Very well said wtbr, though I wasnt insulted by DOBs' post, i'm aware that posting about this topic stirs up strong feelings. I actually welcome all shades of opinion, from the soflty soflt indulgent to the down right harsh and insulting. I find it helpfull to get as any different ways of looking at things as possible. Fortuanelty, and it's possibly because i am on opis and benzos i currently dont get offended, upset or emotionally dragged down by such things. DOB the 'dirty rotten' thing was totally uneceaasry and misplaced, you dont know the fisrt thing about me, other than the post you read.

It is true i am not, nor never have been as driven or goal foccused as you seem to be. There is a vague plan in the back of my mind that if and when i defeat my habits, i am going to put my experience to use, and hope to be able to give something back, and help others by seekig employement in the drugs support field.

True, true, buddy. One has to be pragmatic sometimes when staggering lack of insight manifests. The true irony being that here you are, with the will and strength of character and decency to want to give something back to harm reduction - not everyone can do that, however anyone can piss about with their own physiology or running cycles of this or that, same as countless others before and after them, nothing altruistic, technical, meritorious or socially valuable there at all.

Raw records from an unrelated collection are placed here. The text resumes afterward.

pub mod catalog;
pub mod criteria;
pub mod update_plan;
pub mod verses;

pub use catalog::*;
pub use criteria::*;
pub use update_plan::*;
pub use verses::*;
use thiserror::Error;

/// Outcome taxonomy shared by every catalog operation.
///
/// `Storage` and `ExternalService` wrap the `anyhow` errors produced by the
/// store and metadata collaborators; their context chain is kept in the
/// message.
#[derive(Debug, Error)]
pub enum CatalogError {
    #[error("{0}")]
    Validation(String),

    #[error("{0}")]
    NotFound(String),

    #[error("Storage error: {0:#}")]
    Storage(anyhow::Error),

    #[error("External service error: {0:#}")]
    ExternalService(anyhow::Error),
}

pub type CatalogResult<T> = Result<T, CatalogError>;

impl CatalogError {
    pub fn validation(message: impl Into<String>) -> Self {
        Self::Validation(message.into())
    }

    pub fn not_found(message: impl Into<String>) -> Self {
        Self::NotFound(message.into())
    }

    pub fn is_not_found(&self) -> bool {
        matches!(self, Self::NotFound(_))
    }

    pub fn is_validation(&self) -> bool {
        matches!(self, Self::Validation(_))
    }
}

#[cfg(test)]
mod tests {
    use super::*;
    use anyhow::Context;

    #[test]
    fn test_storage_error_keeps_context_chain() {
        let source: anyhow::Result<()> = Err(anyhow::anyhow!("connection refused"));
        let err = source.context("Failed to list songs").unwrap_err();

        let message = CatalogError::Storage(err).to_string();
        assert_eq!(message, "Storage error: Failed to list songs: connection refused");
    }

    #[test]
    fn test_validation_and_not_found_display_message_only() {
        assert_eq!(
            CatalogError::validation("Invalid page number").to_string(),
            "Invalid page number"
        );
        assert_eq!(
            CatalogError::not_found("Song not found").to_string(),
            "Song not found"
        );
    }
}
use anyhow::Result;

use crate::logic::{ListingQuery, UpdatePlan};
use crate::model::{Id, NewSong, Song};

/// Persistence collaborator for the song catalog.
///
/// Missing rows are reported as `Ok(None)` / `Ok(false)`; `Err` is reserved for
/// connection, query and transaction failures. Multi-statement operations
/// (`create_song`, `apply_update`) run inside a single transaction that is
/// rolled back on every exit path other than an explicit commit.
#[async_trait::async_trait]
pub trait SongStore: Send + Sync {
    /// Songs matching the query, joined with their group name.
    ///
    /// Rows come back in whatever order storage yields them; no ordering is
    /// imposed, so the relative order of songs across calls is not guaranteed.
    async fn list_songs(&self, query: &ListingQuery) -> Result<Vec<Song>>;

    /// Lyrics of a single song
    async fn get_song_text(&self, id: Id) -> Result<Option<String>>;

    /// Find-or-create the group by name and insert the song, atomically
    async fn create_song(&self, new_song: NewSong) -> Result<Song>;

    /// Apply the plan to the song and its group. Returns `false` (with nothing
    /// committed) when the plan touches the song row and the song does not exist.
    async fn apply_update(&self, id: Id, plan: &UpdatePlan) -> Result<bool>;

    async fn delete_song(&self, id: Id) -> Result<bool>;

    /// Cheap reachability check used by the health endpoint
    async fn ping(&self) -> Result<()>;
}
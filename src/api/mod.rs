pub mod docs;
pub mod handlers;
pub mod routes;

pub use handlers::*;
pub use routes::*;
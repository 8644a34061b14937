use chrono::NaiveDate;
use serde::{Deserialize, Serialize};

use crate::model::Id;

#[derive(Debug, Clone, PartialEq, Serialize, Deserialize)]
#[serde(rename_all = "camelCase")]
pub struct Song {
    pub id: Id,
    pub group: String,
    #[serde(rename = "song")]
    pub title: String,
    pub release_date: NaiveDate, // serialized as YYYY-MM-DD
    pub text: String,
    pub link: String,
}

/// Performing group. Names are unique; songs reference groups by id.
#[derive(Debug, Clone, PartialEq, Serialize, Deserialize)]
pub struct Group {
    pub id: Id,
    pub name: String,
}

/// Fields supplied by the external metadata lookup when a song is created.
#[derive(Debug, Clone, PartialEq, Serialize, Deserialize)]
#[serde(rename_all = "camelCase")]
pub struct SongDetails {
    pub release_date: NaiveDate,
    pub text: String,
    pub link: String,
}

/// Input model for inserting a song, before storage assigns an id
#[derive(Debug, Clone, PartialEq)]
pub struct NewSong {
    pub group: String,
    pub title: String,
    pub details: SongDetails,
}

impl NewSong {
    pub fn new(group: String, title: String, details: SongDetails) -> Self {
        Self {
            group,
            title,
            details,
        }
    }

    /// Convert to a full Song once the storage-assigned id is known
    pub fn into_song(self, id: Id) -> Song {
        Song {
            id,
            group: self.group,
            title: self.title,
            release_date: self.details.release_date,
            text: self.details.text,
            link: self.details.link,
        }
    }
}

#[derive(Debug, Clone, PartialEq, Serialize)]
pub struct SongPage {
    pub page: i64,
    pub limit: i64,
    pub songs: Vec<Song>,
}

#[derive(Debug, Clone, PartialEq, Serialize)]
pub struct VersePage {
    pub page: i64,
    pub limit: i64,
    pub verses: Vec<String>,
    /// Verse count of the whole song, not of this page
    pub total: usize,
}
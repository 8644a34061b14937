use anyhow::Result;
use chrono::NaiveDate;
use std::collections::BTreeMap;
use std::sync::Arc;
use tokio::sync::RwLock;

use crate::logic::{Assignment, ListingQuery, UpdatePlan};
use crate::model::{Group, Id, NewSong, Song};
use crate::store::traits::SongStore;

#[derive(Clone, Debug)]
struct SongRow {
    group_id: Id,
    title: String,
    release_date: NaiveDate,
    text: String,
    link: String,
}

#[derive(Clone, Debug, Default)]
struct Tables {
    groups: BTreeMap<Id, String>,
    songs: BTreeMap<Id, SongRow>,
    next_group_id: Id,
    next_song_id: Id,
}

impl Tables {
    fn song(&self, id: Id, row: &SongRow) -> Song {
        Song {
            id,
            group: self.groups.get(&row.group_id).cloned().unwrap_or_default(),
            title: row.title.clone(),
            release_date: row.release_date,
            text: row.text.clone(),
            link: row.link.clone(),
        }
    }

    fn find_or_create_group(&mut self, name: &str) -> Id {
        if let Some((id, _)) = self.groups.iter().find(|(_, existing)| existing.as_str() == name) {
            return *id;
        }
        self.next_group_id += 1;
        self.groups.insert(self.next_group_id, name.to_string());
        self.next_group_id
    }
}

/// In-process song store.
///
/// Every mutating operation works on a copy of the tables and swaps it in
/// only when the whole operation succeeded, which gives the same
/// all-or-nothing behaviour as a database transaction. Songs are listed in
/// id order.
#[derive(Debug, Clone, Default)]
pub struct MemoryStore {
    tables: Arc<RwLock<Tables>>,
}

impl MemoryStore {
    pub fn new() -> Self {
        Self::default()
    }

    /// Snapshot of all group rows, in id order
    pub async fn groups(&self) -> Vec<Group> {
        let tables = self.tables.read().await;
        tables
            .groups
            .iter()
            .map(|(id, name)| Group {
                id: *id,
                name: name.clone(),
            })
            .collect()
    }

    pub async fn song_count(&self) -> usize {
        self.tables.read().await.songs.len()
    }
}

#[async_trait::async_trait]
impl SongStore for MemoryStore {
    async fn list_songs(&self, query: &ListingQuery) -> Result<Vec<Song>> {
        let tables = self.tables.read().await;
        let pagination = query.pagination();

        let songs = tables
            .songs
            .iter()
            .map(|(id, row)| tables.song(*id, row))
            .filter(|song| query.matches(song))
            .skip(usize::try_from(pagination.offset())?)
            .take(usize::try_from(pagination.limit())?)
            .collect();

        Ok(songs)
    }

    async fn get_song_text(&self, id: Id) -> Result<Option<String>> {
        let tables = self.tables.read().await;
        Ok(tables.songs.get(&id).map(|row| row.text.clone()))
    }

    async fn create_song(&self, new_song: NewSong) -> Result<Song> {
        let mut tables = self.tables.write().await;
        let mut working = tables.clone();

        let group_id = working.find_or_create_group(&new_song.group);
        working.next_song_id += 1;
        let song_id = working.next_song_id;
        working.songs.insert(
            song_id,
            SongRow {
                group_id,
                title: new_song.title.clone(),
                release_date: new_song.details.release_date,
                text: new_song.details.text.clone(),
                link: new_song.details.link.clone(),
            },
        );

        *tables = working;
        Ok(new_song.into_song(song_id))
    }

    async fn apply_update(&self, id: Id, plan: &UpdatePlan) -> Result<bool> {
        if plan.is_empty() {
            return Ok(true);
        }

        let mut tables = self.tables.write().await;
        let mut working = tables.clone();

        if let Some(group_name) = &plan.group_name {
            let group_id = working.songs.get(&id).map(|row| row.group_id);
            if let Some(group_id) = group_id {
                if working
                    .groups
                    .iter()
                    .any(|(other, name)| *other != group_id && name == group_name)
                {
                    anyhow::bail!("Failed to update group: group name '{}' already exists", group_name);
                }
                working.groups.insert(group_id, group_name.clone());
            }
        }

        if plan.touches_song_row() {
            let Some(row) = working.songs.get_mut(&id) else {
                // working copy is discarded, group rename included
                return Ok(false);
            };
            for assignment in &plan.assignments {
                match assignment {
                    Assignment::Title(title) => row.title = title.clone(),
                    Assignment::ReleaseDate(date) => row.release_date = *date,
                    Assignment::Text(text) => row.text = text.clone(),
                    Assignment::Link(link) => row.link = link.clone(),
                }
            }
        }

        *tables = working;
        Ok(true)
    }

    async fn delete_song(&self, id: Id) -> Result<bool> {
        let mut tables = self.tables.write().await;
        Ok(tables.songs.remove(&id).is_some())
    }

    async fn ping(&self) -> Result<()> {
        Ok(())
    }
}
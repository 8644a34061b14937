use chrono::NaiveDate;

use crate::error::{CatalogError, CatalogResult};
use crate::logic::criteria::SqlParam;
use crate::model::{parse_release_date, SongPatch};

/// A single `column = value` assignment on the songs table.
#[derive(Debug, Clone, PartialEq)]
pub enum Assignment {
    Title(String),
    ReleaseDate(NaiveDate),
    Text(String),
    Link(String),
}

impl Assignment {
    pub fn column(&self) -> &'static str {
        match self {
            Assignment::Title(_) => "song",
            Assignment::ReleaseDate(_) => "release_date",
            Assignment::Text(_) => "text",
            Assignment::Link(_) => "link",
        }
    }

    pub fn param(&self) -> SqlParam {
        match self {
            Assignment::Title(value) | Assignment::Text(value) | Assignment::Link(value) => {
                SqlParam::Text(value.clone())
            }
            Assignment::ReleaseDate(date) => SqlParam::Date(*date),
        }
    }
}

/// Storage mutations derived from a sparse patch.
///
/// `group_name` renames the group row the song references; `assignments`
/// touch the song row itself, in the fixed order song, releaseDate, text,
/// link. Both halves must be applied inside one transaction.
#[derive(Debug, Clone, Default, PartialEq)]
pub struct UpdatePlan {
    pub group_name: Option<String>,
    pub assignments: Vec<Assignment>,
}

impl UpdatePlan {
    pub fn from_patch(patch: &SongPatch) -> CatalogResult<Self> {
        let mut assignments = Vec::new();

        if let Some(title) = &patch.song {
            assignments.push(Assignment::Title(title.clone()));
        }

        if let Some(release_date) = &patch.release_date {
            let date = parse_release_date(release_date).ok_or_else(|| {
                CatalogError::validation(format!("Invalid release date: {}", release_date))
            })?;
            assignments.push(Assignment::ReleaseDate(date));
        }

        if let Some(text) = &patch.text {
            assignments.push(Assignment::Text(text.clone()));
        }

        if let Some(link) = &patch.link {
            assignments.push(Assignment::Link(link.clone()));
        }

        Ok(Self {
            group_name: patch.group.clone(),
            assignments,
        })
    }

    pub fn is_empty(&self) -> bool {
        self.group_name.is_none() && self.assignments.is_empty()
    }

    pub fn touches_song_row(&self) -> bool {
        !self.assignments.is_empty()
    }

    /// `UPDATE songs SET ... WHERE id = $n`, or `None` when no song column changes.
    /// The song id is the last parameter, after `song_params()`.
    pub fn song_update_sql(&self) -> Option<String> {
        if !self.touches_song_row() {
            return None;
        }

        let assignments: Vec<String> = self
            .assignments
            .iter()
            .enumerate()
            .map(|(index, assignment)| format!("{} = ${}", assignment.column(), index + 1))
            .collect();

        Some(format!(
            "UPDATE songs SET {} WHERE id = ${}",
            assignments.join(", "),
            self.assignments.len() + 1
        ))
    }

    pub fn song_params(&self) -> Vec<SqlParam> {
        self.assignments.iter().map(Assignment::param).collect()
    }
}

On the other hand, the desire to do something for others, with no expectation in return, is a true measure of a character and I have every faith in your ability to succeed. Quiet determination is a virtue possessed by few, coveted by the many. Good for you.
 
Thanks for the support and encouragement. :)

Does it appear that i have a staggering lack of insight ? I thought i was reasonably self aware and other doctors have told me that i have good insight, but i think all addictive substances play tricks on your mind, and i have to become aware of the ones I might be falling for.